WORK REQUEST:
Please copy out every line in the records below that includes the word "bytes".
________________________
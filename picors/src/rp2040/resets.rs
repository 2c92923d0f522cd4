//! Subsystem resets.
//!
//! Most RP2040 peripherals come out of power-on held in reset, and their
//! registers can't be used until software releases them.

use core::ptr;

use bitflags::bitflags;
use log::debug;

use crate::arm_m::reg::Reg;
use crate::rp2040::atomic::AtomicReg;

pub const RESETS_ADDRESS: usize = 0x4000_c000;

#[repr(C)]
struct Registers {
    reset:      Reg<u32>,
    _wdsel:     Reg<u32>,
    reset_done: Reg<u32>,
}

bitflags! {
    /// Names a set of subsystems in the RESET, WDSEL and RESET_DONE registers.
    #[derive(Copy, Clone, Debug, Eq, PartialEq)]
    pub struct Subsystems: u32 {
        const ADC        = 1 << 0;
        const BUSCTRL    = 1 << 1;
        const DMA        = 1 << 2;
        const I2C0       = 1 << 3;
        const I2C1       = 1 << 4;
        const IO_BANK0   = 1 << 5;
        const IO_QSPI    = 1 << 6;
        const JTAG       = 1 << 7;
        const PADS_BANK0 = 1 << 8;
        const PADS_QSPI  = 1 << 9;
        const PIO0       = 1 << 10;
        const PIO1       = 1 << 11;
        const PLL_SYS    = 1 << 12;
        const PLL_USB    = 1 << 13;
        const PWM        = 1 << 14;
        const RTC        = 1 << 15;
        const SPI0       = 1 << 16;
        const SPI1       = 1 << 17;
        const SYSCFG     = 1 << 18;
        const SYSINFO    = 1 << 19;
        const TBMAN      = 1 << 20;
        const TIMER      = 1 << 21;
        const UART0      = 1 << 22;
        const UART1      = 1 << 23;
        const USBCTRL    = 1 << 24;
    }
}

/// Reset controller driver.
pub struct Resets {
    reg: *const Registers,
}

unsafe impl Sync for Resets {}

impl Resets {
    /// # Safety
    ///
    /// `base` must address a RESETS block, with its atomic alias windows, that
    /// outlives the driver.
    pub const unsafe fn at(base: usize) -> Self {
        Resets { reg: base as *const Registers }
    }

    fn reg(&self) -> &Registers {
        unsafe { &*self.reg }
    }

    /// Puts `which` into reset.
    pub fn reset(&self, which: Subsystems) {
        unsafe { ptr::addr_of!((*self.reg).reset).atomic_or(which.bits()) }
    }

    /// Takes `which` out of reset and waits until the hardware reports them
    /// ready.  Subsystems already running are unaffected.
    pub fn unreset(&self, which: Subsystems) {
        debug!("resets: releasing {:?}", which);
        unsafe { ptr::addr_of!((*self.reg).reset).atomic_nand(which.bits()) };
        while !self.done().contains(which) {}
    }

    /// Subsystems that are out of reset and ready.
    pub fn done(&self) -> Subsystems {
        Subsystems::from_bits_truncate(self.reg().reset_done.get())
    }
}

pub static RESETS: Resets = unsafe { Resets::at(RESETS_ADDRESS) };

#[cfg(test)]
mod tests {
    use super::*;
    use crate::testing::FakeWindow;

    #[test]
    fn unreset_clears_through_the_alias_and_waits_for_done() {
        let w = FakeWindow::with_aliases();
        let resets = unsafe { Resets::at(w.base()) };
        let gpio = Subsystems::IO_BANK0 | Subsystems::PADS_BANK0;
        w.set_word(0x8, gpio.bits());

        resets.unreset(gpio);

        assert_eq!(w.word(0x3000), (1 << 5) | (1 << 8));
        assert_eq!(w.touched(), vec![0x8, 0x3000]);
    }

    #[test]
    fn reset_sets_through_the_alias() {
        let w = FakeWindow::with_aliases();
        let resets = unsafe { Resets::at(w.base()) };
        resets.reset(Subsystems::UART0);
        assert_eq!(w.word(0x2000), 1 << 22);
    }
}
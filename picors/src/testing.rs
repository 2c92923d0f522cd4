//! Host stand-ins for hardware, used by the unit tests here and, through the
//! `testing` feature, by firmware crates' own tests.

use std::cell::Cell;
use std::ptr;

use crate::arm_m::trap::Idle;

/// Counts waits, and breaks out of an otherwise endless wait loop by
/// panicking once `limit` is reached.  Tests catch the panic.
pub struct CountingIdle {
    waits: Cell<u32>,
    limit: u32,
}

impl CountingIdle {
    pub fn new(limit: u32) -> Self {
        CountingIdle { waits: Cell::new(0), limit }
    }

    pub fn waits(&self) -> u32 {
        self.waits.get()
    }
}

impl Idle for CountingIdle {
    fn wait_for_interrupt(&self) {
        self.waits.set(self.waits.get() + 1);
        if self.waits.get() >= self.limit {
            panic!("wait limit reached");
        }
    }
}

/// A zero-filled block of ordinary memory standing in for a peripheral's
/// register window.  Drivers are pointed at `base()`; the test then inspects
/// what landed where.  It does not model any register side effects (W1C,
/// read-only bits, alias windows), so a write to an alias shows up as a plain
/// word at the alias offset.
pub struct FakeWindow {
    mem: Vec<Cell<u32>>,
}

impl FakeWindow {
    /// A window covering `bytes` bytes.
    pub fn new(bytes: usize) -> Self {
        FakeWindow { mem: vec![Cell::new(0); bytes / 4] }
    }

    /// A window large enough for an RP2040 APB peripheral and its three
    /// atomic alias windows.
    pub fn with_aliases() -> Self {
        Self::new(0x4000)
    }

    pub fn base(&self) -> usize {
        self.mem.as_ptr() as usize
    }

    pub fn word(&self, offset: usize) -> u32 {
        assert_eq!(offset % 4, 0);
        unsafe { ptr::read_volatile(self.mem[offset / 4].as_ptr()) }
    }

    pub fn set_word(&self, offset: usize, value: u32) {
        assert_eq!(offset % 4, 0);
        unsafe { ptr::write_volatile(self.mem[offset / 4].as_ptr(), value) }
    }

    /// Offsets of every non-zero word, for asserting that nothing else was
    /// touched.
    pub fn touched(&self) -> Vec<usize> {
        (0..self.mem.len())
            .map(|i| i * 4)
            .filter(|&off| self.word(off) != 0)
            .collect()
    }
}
________________________
FINAL ANSWER:
    /// A window covering `bytes` bytes.
    pub fn new(bytes: usize) -> Self {
        FakeWindow { mem: vec![Cell::new(0); bytes / 4] }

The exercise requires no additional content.